Opinion
No. 4:19-CV-02852 JAR
03-12-2020
MEMORANDUM AND ORDER
This matter is before the Court on Plaintiff's Motion to Strike Defendant's Affirmative Defenses. (Doc. No. 10). Defendant has filed a response in opposition. (Doc. No. 17).
Background
Plaintiff Rhonda Martin filed this action in state court, alleging that Defendant Radius Global Solutions, LLC ("RGS") violated the Fair Debt Collection Practices Act, 15 U.S.C. § 1692, et seq., in its communications with her regarding the collection of a debt. On October 21, 2019, RGS removed the case to this Court. On November 25, 2019, RGS filed an answer that includes six affirmative defenses: (1) failure to state a claim; (2) bona fide error; (3) failure to mitigate damages; (4) any harm suffered by plaintiff was caused by a third party; (5) plaintiff's claims are subject to a binding arbitration agreement; and (6) claims are barred by the statute of limitations, waiver, estoppel, unclean hands and/or latches. Plaintiff moves to strike all six affirmative defenses pursuant to Rule 12(f) of the Federal Rules of Civil Procedure.
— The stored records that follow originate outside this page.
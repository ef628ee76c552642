use crate::engine::catchup::{Cursors, Dispatch, plan, step_for_percent};
use crate::engine::sink::{FrameSink, SharedSink};
use crate::engine::snapshot::Snapshot;
use crate::engine::worker::{Job, Worker};
use crate::foundation::core::{Frame, Progress};
use crate::foundation::error::{UnveilError, UnveilResult};
use crate::strategy::{ExecutionModel, RevealStrategy, StepDomain};
use std::sync::{Arc, Mutex};
use std::time::Instant;

/// Mutable per-session state, shared between the caller and the session
/// worker under one lock.
pub(crate) struct SessionState {
    pub(crate) strategy: Box<dyn RevealStrategy>,
    pub(crate) current: Frame,
    pub(crate) progress: Progress,
    pub(crate) cursors: Cursors,
    pub(crate) failed: bool,
    pub(crate) last_compute: Option<Instant>,
}

struct Session {
    model: ExecutionModel,
    state: Arc<Mutex<SessionState>>,
    worker: Option<Worker>,
}

/// The progress driver: owns the source image, the frame sink and at most
/// one attached reveal session.
///
/// Lifecycle: `Unattached` until [`attach`](RevealEngine::attach) succeeds,
/// then progress updates flow through [`set_progress`](RevealEngine::set_progress)
/// until [`cleanup`](RevealEngine::cleanup) detaches the strategy again. A
/// session whose background work failed ignores further progress updates
/// until it is detached and re-attached.
pub struct RevealEngine {
    source: Arc<Frame>,
    sink: SharedSink,
    session: Option<Session>,
}

impl RevealEngine {
    /// Create an engine for one source image, delivering frames to `sink`.
    pub fn new(source: Frame, sink: impl FrameSink + 'static) -> Self {
        Self {
            source: Arc::new(source),
            sink: Arc::new(Mutex::new(Box::new(sink))),
            session: None,
        }
    }

    /// The source image frames are revealed from.
    pub fn source(&self) -> &Frame {
        &self.source
    }

    /// Attach a strategy under the given execution model.
    ///
    /// Runs the strategy's one-time `prepare`, delivers the placeholder
    /// frame, and (for the async and hybrid models) starts the session
    /// worker. An already-attached session is cleaned up first.
    #[tracing::instrument(skip(self, strategy))]
    pub fn attach(
        &mut self,
        mut strategy: Box<dyn RevealStrategy>,
        model: ExecutionModel,
    ) -> UnveilResult<()> {
        self.cleanup();
        let placeholder = strategy.prepare(&self.source)?;
        let state = Arc::new(Mutex::new(SessionState {
            strategy,
            current: placeholder.clone(),
            progress: Progress::ZERO,
            cursors: Cursors::default(),
            failed: false,
            last_compute: None,
        }));
        let worker = match model {
            ExecutionModel::Sync => None,
            ExecutionModel::Async | ExecutionModel::Hybrid => Some(Worker::spawn(
                state.clone(),
                self.source.clone(),
                self.sink.clone(),
            )?),
        };
        let session = Session {
            model,
            state,
            worker,
        };
        let delivered = crate::engine::lock(&self.sink).on_frame(&placeholder);
        if delivered.is_err() {
            crate::engine::lock(&session.state).failed = true;
        }
        self.session = Some(session);
        delivered
    }

    /// Attach a strategy under its preferred execution model.
    pub fn attach_preferred(&mut self, strategy: Box<dyn RevealStrategy>) -> UnveilResult<()> {
        let model = strategy.preferred_model();
        self.attach(strategy, model)
    }

    /// Drive the reveal to `progress`.
    ///
    /// Synchronous sessions composite and deliver before returning. Async
    /// and hybrid sessions enqueue work on the session worker and return
    /// immediately; hybrid sessions replay any skipped intermediate steps
    /// first (catch-up). Progress may move backward; that composites the
    /// earlier step directly and never errors. On a failed session this is
    /// a no-op.
    #[tracing::instrument(skip(self))]
    pub fn set_progress(&mut self, progress: Progress) -> UnveilResult<()> {
        let session = self
            .session
            .as_ref()
            .ok_or_else(|| UnveilError::contract("set_progress requires an attached strategy"))?;
        let percent = progress.as_percent();
        match session.model {
            ExecutionModel::Sync => self.sync_step(session, percent, progress),
            ExecutionModel::Async => self.async_shot(session, percent, progress),
            ExecutionModel::Hybrid => self.hybrid_dispatch(session, percent, progress),
        }
    }

    /// Detach the current strategy, if any.
    ///
    /// Stops the session worker and waits for already-queued runs to finish
    /// their scheduled range, so no frame is delivered after this returns;
    /// then releases the strategy's artifacts and the current frame.
    /// Idempotent.
    #[tracing::instrument(skip(self))]
    pub fn cleanup(&mut self) {
        let Some(mut session) = self.session.take() else {
            return;
        };
        if let Some(worker) = session.worker.take() {
            worker.join();
        }
        crate::engine::lock(&session.state).strategy.cleanup();
    }

    /// The engine's current frame, if a session is attached.
    pub fn current_frame(&self) -> Option<Frame> {
        self.session
            .as_ref()
            .map(|s| crate::engine::lock(&s.state).current.clone())
    }

    /// The progress of the most recently delivered frame, if attached.
    pub fn progress(&self) -> Option<Progress> {
        self.session
            .as_ref()
            .map(|s| crate::engine::lock(&s.state).progress)
    }

    /// Return `true` when the attached session has failed and is ignoring
    /// progress updates.
    pub fn is_failed(&self) -> bool {
        self.session
            .as_ref()
            .is_some_and(|s| crate::engine::lock(&s.state).failed)
    }

    /// Copy out the current frame and progress for host-side persistence.
    pub fn snapshot(&self) -> Option<Snapshot> {
        let session = self.session.as_ref()?;
        let state = crate::engine::lock(&session.state);
        Some(Snapshot::capture(&state.current, state.progress))
    }

    /// Restore a previously captured snapshot into the attached session.
    pub fn restore(&mut self, snapshot: &Snapshot) -> UnveilResult<()> {
        let session = self
            .session
            .as_ref()
            .ok_or_else(|| UnveilError::contract("restore requires an attached strategy"))?;
        let frame = snapshot.frame()?;
        if frame.width != self.source.width || frame.height != self.source.height {
            return Err(UnveilError::config(
                "snapshot dimensions do not match the source image",
            ));
        }
        let progress = snapshot.progress()?;
        let mut state = crate::engine::lock(&session.state);
        state.current = frame;
        state.progress = progress;
        state.cursors = Cursors {
            cell: match state.strategy.cell_count() {
                Some(cc) => crate::foundation::math::floor_of_percent(cc, progress.as_percent()) + 1,
                None => 0,
            },
            percent: progress.as_percent(),
        };
        Ok(())
    }

    fn sync_step(&self, session: &Session, percent: u32, progress: Progress) -> UnveilResult<()> {
        let frame = {
            let mut guard = crate::engine::lock(&session.state);
            if guard.failed {
                return Ok(());
            }
            let state = &mut *guard;
            let step = match state.strategy.step_domain() {
                StepDomain::Percent => percent,
                StepDomain::Cell => step_for_percent(state.strategy.cell_count(), percent),
            };
            match state.strategy.compute_frame(&self.source, &state.current, step) {
                Ok(frame) => {
                    state.current = frame.clone();
                    state.progress = progress;
                    frame
                }
                Err(err) => {
                    state.failed = true;
                    return Err(err);
                }
            }
        };
        self.deliver(session, &frame)
    }

    fn async_shot(&self, session: &Session, percent: u32, progress: Progress) -> UnveilResult<()> {
        {
            let mut state = crate::engine::lock(&session.state);
            if state.failed {
                return Ok(());
            }
            // Self-throttling strategies re-deliver the previous frame
            // unchanged inside their recompute window.
            if let Some(window) = state.strategy.throttle()
                && let Some(last) = state.last_compute
                && last.elapsed() < window
            {
                let frame = state.current.clone();
                state.progress = progress;
                drop(state);
                return self.deliver(session, &frame);
            }
            state.last_compute = Some(Instant::now());
        }
        submit(session, Job::Shot { percent, progress })
    }

    fn hybrid_dispatch(
        &self,
        session: &Session,
        percent: u32,
        progress: Progress,
    ) -> UnveilResult<()> {
        let dispatch = {
            let mut state = crate::engine::lock(&session.state);
            if state.failed {
                return Ok(());
            }
            let cell_count = state.strategy.cell_count();
            plan(&mut state.cursors, cell_count, percent)
        };
        let job = match dispatch {
            Dispatch::CellRun { from, to } => Job::CellRun { from, to, progress },
            Dispatch::PercentRun { from, to } => Job::PercentRun { from, to, progress },
            Dispatch::Direct { step } => Job::Single { step, progress },
        };
        submit(session, job)
    }

    fn deliver(&self, session: &Session, frame: &Frame) -> UnveilResult<()> {
        let result = crate::engine::lock(&self.sink).on_frame(frame);
        if result.is_err() {
            crate::engine::lock(&session.state).failed = true;
        }
        result
    }
}

fn submit(session: &Session, job: Job) -> UnveilResult<()> {
    session
        .worker
        .as_ref()
        .ok_or_else(|| UnveilError::contract("session has no background worker"))?
        .submit(job)
}

impl Drop for RevealEngine {
    fn drop(&mut self) {
        self.cleanup();
    }
}

#[cfg(test)]
#[path = "../../tests/unit/engine/session.rs"]
mod tests;
use crate::foundation::core::Frame;
use crate::foundation::error::{UnveilError, UnveilResult};

/// Separable gaussian blur over straight-alpha RGBA8.
///
/// `radius == 0` returns the source unchanged, byte for byte. The kernel is
/// Q16 fixed point and normalized to exactly 1.0, so constant regions come
/// out bit-identical.
pub(crate) fn gaussian_blur(src: &Frame, radius: u32) -> UnveilResult<Frame> {
    if radius == 0 {
        return Ok(src.clone());
    }
    let kernel = kernel_q16(radius, sigma_for(radius))?;
    let mut tmp = src.clone();
    // Horizontal pass walks along rows, vertical along columns.
    convolve_axis(&src.data, &mut tmp.data, src.width, src.height, &kernel, Axis::X);
    let mut out = src.clone();
    convolve_axis(&tmp.data, &mut out.data, src.width, src.height, &kernel, Axis::Y);
    Ok(out)
}

fn sigma_for(radius: u32) -> f64 {
    (radius as f64 / 2.0).max(0.5)
}

enum Axis {
    X,
    Y,
}

fn convolve_axis(src: &[u8], dst: &mut [u8], width: u32, height: u32, k: &[u32], axis: Axis) {
    let radius = (k.len() / 2) as i64;
    let (w, h) = (i64::from(width), i64::from(height));
    for y in 0..h {
        for x in 0..w {
            let mut acc = [0u64; 4];
            for (ki, &kw) in k.iter().enumerate() {
                let off = ki as i64 - radius;
                let (sx, sy) = match axis {
                    Axis::X => ((x + off).clamp(0, w - 1), y),
                    Axis::Y => (x, (y + off).clamp(0, h - 1)),
                };
                let idx = ((sy * w + sx) as usize) * 4;
                for c in 0..4 {
                    acc[c] += u64::from(kw) * u64::from(src[idx + c]);
                }
            }
            let out_idx = ((y * w + x) as usize) * 4;
            for c in 0..4 {
                dst[out_idx + c] = q16_round(acc[c]);
            }
        }
    }
}

fn kernel_q16(radius: u32, sigma: f64) -> UnveilResult<Vec<u32>> {
    if !sigma.is_finite() || sigma <= 0.0 {
        return Err(UnveilError::config("blur sigma must be > 0"));
    }
    let r = radius as i64;
    let denom = 2.0 * sigma * sigma;
    let weights_f: Vec<f64> = (-r..=r).map(|i| (-((i * i) as f64) / denom).exp()).collect();
    let sum: f64 = weights_f.iter().sum();

    let mut weights: Vec<u32> = weights_f
        .iter()
        .map(|&w| (((w / sum) * 65536.0).round() as i64).clamp(0, 65536) as u32)
        .collect();
    // Fold the fixed-point rounding residue into the center tap so the
    // kernel sums to exactly 1.0 in Q16.
    let acc: i64 = weights.iter().map(|&w| i64::from(w)).sum();
    let mid = weights.len() / 2;
    weights[mid] = (i64::from(weights[mid]) + (65536 - acc)).clamp(0, 65536) as u32;
    Ok(weights)
}

fn q16_round(acc: u64) -> u8 {
    (((acc + 32768) >> 16).min(255)) as u8
}

#[cfg(test)]
#[path = "../../tests/unit/raster/blur.rs"]
mod tests;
RGS has since withdrawn its sixth affirmative defense relating to the statute of limitations and latches. (Doc. No. 17 at 8 n. 3). --------
Legal standard
Rule 12(f) of the Federal Rules of Civil Procedure provides that a court may strike from a pleading "an insufficient defense or any redundant, immaterial, impertinent, or scandalous matter," either on its own or on a motion made by a party." Courts have liberal discretion to strike pleadings under Rule 12(f). Nationwide Ins. Co. v. Cent. Mo. Elec. Co-op, Inc., 278 F.3d 742, 748 (8th Cir. 2001). However, striking a party's pleading is an extreme measure that is viewed with disfavor and infrequently granted. Stanbury Law Firm v. Internal Revenue Serv., 221 F.3d 1059, 1063 (8th Cir. 2000). Courts have observed that "motions to strike can be nothing other than distractions. If a defense is clearly irrelevant, then it will likely never be raised again by the defendant and can be safely ignored. If a defense may be relevant, then there are other contexts in which the sufficiency of the defense can be more thoroughly tested with the benefit of a fuller record - such as on a motion for summary judgment." Arbogast v. Healthcare Revenue Recovery Grp., 327 F.R.D. 267, 268-69 (E.D. Mo. 2018) (quoting Shirrell v. St. Francis Med. Ctr., No. 1:13-CV-42 SNLJ, 2013 WL 3457010, at *1 (E.D. Mo. July 9, 2013)).
"A motion to strike an affirmative defense should not be granted unless, as a matter of law, the defense cannot succeed under any circumstances or is immaterial in that it has no essential or important relationship to the claim for relief." Shirrell, 2013 WL 3457010, at *1 (internal quotation and citation omitted). In addition, a motion to strike should be granted unless the party filing the motion shows "it is prejudiced by the inclusion of a defense or that a defense's inclusion confuses the issues." Id.
Discussion
Plaintiff's principal argument in support of its motion to strike is that Defendant has not alleged sufficient facts to support its affirmative defenses. The Eighth Circuit Court of Appeals has made it clear that affirmative defenses "need not be articulated with any rigorous degree of specificity" and are "sufficiently raised for purposes of Rule 8 by its bare assertion." State of Missouri v. Charter Commc'ns, Inc., No. 4:15-CV-1593 RLW, 2016 WL 1625461, at *6 (E.D. Mo. Apr. 21, 2016) (quoting Zotos v. Lindbergh School Dist., 121 F.3d 356, 361 (8th Cir. 1997)). Defendant's affirmative defenses have sufficiently put Plaintiff on notice of its bases for its affirmative defenses. Being properly on notice, Plaintiff can explore the bases for Defendant's defenses during discovery. Furthermore, Plaintiff has not shown that the inclusion of any of these affirmative defenses will prejudice her in any way. As discussed above, if these defenses are irrelevant, they will likely never be raised by Defendant; if they may be relevant, they would be more properly addressed with the benefit of a fuller record. Arbogast, 327 F.R.D. at 270-71.
Accordingly,
IT IS HEREBY ORDERED that Plaintiff's Motion to Strike Defendant's Affirmative Defenses [10] is DENIED. Dated this 12th day of March, 2020.